Assignment - If a line below contains the word "following", count it. Please give the total and nothing else.

[Stored items]

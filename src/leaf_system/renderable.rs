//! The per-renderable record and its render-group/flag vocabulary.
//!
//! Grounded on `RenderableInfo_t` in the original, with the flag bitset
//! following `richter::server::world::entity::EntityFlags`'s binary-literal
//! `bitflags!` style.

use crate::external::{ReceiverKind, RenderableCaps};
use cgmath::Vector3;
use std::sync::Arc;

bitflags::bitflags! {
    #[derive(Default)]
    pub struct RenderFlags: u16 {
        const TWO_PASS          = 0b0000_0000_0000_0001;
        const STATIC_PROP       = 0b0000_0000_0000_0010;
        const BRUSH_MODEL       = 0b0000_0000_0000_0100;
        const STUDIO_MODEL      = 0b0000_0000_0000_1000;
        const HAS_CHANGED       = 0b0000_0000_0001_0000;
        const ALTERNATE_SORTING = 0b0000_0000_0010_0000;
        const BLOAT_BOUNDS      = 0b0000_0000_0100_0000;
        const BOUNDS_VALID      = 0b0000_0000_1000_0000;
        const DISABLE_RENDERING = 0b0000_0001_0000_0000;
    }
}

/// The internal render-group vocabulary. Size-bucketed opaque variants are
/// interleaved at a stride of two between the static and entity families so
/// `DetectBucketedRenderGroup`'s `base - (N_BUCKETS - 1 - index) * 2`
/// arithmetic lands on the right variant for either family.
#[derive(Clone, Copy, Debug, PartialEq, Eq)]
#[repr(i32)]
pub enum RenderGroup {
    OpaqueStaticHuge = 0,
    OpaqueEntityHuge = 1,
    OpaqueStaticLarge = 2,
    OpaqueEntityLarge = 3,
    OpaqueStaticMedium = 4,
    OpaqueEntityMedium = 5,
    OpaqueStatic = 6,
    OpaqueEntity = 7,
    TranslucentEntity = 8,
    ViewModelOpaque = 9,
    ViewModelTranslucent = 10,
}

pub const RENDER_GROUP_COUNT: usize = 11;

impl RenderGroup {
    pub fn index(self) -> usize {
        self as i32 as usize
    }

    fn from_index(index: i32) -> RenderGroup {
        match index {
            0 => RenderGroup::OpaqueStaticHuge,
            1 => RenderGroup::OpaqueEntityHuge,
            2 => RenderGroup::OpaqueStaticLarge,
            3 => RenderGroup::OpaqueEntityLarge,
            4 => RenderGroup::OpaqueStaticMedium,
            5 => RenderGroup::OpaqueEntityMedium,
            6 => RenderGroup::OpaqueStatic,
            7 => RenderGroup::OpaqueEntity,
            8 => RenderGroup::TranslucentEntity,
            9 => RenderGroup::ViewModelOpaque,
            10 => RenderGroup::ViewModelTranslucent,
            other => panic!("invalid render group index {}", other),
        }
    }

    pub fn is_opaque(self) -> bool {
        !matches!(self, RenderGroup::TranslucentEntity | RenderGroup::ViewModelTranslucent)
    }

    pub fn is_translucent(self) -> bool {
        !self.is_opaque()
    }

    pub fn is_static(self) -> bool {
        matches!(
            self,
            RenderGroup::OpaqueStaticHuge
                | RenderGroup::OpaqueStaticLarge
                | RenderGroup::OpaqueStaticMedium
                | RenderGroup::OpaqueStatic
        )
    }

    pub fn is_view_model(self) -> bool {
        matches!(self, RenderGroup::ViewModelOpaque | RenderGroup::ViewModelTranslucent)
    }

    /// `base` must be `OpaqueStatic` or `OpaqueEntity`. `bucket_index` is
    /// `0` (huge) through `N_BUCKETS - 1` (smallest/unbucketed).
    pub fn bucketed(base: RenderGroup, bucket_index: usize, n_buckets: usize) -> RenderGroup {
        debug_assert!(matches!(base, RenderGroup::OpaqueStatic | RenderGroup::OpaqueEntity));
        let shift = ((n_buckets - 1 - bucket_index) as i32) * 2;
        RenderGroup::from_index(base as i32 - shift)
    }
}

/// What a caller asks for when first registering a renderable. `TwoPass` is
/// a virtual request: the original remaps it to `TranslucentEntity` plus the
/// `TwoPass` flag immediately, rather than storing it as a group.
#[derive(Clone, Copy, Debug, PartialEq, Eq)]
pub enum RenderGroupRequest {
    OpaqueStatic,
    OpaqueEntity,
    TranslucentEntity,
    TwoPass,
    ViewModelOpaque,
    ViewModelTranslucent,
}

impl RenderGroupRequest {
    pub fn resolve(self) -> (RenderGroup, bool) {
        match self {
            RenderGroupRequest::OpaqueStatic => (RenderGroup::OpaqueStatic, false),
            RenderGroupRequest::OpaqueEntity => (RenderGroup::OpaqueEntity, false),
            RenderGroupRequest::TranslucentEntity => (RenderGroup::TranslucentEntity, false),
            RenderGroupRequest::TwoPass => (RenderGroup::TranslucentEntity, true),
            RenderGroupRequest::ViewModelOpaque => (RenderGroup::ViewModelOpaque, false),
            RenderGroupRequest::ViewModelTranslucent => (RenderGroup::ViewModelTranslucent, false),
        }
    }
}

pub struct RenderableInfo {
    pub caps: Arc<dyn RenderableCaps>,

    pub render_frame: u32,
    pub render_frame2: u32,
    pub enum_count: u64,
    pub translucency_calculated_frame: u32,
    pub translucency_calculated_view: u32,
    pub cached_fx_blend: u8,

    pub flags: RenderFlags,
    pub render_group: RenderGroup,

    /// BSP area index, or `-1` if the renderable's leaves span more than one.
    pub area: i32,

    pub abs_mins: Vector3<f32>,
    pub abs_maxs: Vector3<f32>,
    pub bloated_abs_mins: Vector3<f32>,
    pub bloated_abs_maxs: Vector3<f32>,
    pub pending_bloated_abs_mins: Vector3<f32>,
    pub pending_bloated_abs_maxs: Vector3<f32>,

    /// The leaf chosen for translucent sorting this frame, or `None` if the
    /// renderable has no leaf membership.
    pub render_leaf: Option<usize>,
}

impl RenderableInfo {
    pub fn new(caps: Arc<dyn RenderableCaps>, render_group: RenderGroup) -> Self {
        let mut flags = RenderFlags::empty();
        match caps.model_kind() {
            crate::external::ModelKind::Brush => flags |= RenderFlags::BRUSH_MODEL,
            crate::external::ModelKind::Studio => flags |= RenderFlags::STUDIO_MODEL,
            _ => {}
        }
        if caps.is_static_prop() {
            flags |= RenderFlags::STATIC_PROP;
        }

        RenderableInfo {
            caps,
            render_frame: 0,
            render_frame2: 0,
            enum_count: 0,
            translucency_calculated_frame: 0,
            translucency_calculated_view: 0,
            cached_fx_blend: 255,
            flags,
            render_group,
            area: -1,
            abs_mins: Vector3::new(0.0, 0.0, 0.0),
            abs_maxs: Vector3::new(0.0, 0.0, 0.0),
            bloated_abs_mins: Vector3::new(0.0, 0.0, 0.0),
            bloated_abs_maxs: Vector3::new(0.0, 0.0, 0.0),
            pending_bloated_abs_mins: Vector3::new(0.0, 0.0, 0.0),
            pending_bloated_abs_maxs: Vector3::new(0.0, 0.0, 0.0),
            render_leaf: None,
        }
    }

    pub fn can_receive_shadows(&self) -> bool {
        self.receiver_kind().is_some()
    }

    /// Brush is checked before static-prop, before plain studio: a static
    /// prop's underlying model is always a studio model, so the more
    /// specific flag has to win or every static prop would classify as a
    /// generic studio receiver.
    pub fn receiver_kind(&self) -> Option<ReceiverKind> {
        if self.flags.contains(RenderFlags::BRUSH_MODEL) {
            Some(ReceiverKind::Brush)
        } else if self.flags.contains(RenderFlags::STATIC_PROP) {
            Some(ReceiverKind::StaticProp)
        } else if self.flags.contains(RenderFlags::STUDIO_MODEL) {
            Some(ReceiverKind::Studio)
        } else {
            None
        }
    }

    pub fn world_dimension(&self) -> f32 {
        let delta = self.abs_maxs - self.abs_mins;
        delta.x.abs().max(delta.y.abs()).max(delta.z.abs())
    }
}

---

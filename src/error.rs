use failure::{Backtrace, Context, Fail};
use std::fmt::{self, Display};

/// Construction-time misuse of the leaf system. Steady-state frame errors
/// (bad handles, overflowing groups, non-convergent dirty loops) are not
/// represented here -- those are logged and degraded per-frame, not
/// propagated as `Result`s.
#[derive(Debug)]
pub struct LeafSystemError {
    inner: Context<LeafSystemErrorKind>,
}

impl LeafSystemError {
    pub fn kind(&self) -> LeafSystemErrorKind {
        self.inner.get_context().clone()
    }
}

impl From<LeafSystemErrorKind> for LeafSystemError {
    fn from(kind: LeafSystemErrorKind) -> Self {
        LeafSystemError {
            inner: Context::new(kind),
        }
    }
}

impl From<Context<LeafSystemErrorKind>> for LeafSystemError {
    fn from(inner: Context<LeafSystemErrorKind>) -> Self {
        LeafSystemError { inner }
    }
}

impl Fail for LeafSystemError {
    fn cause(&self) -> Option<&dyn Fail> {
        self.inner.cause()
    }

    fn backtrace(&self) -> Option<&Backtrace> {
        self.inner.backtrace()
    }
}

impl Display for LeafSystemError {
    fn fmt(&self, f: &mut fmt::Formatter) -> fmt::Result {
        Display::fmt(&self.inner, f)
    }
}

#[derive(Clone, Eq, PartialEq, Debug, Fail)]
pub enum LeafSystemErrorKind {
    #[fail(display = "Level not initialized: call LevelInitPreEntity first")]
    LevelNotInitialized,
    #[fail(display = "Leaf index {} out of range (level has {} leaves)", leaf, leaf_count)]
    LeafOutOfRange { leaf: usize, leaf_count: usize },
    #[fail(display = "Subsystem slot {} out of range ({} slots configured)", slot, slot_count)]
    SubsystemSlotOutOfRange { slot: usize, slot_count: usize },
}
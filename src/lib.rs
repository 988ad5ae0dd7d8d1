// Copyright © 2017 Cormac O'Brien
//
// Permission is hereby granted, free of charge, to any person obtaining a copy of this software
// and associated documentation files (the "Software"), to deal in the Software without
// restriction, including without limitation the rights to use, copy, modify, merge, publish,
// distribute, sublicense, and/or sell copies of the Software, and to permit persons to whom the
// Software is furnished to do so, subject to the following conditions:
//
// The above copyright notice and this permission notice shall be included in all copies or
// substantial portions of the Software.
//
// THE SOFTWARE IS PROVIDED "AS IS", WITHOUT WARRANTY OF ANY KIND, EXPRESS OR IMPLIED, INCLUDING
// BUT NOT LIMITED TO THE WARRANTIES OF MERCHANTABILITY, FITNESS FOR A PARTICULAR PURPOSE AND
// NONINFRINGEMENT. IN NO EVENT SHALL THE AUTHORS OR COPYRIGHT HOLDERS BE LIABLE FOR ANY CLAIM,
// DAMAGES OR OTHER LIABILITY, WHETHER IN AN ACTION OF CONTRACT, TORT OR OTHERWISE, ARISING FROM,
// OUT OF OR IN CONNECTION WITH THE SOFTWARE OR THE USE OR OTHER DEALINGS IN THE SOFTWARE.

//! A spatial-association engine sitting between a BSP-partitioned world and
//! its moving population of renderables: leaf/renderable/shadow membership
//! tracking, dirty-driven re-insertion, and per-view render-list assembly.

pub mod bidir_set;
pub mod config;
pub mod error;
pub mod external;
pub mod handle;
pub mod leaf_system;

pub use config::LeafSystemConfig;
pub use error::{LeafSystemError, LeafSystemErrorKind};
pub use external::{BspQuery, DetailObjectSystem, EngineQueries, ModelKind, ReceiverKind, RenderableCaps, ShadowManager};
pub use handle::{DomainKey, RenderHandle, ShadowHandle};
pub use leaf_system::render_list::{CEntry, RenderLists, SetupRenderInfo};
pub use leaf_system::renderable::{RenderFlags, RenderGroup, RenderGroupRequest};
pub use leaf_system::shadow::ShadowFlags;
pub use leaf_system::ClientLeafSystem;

Output of the task - 2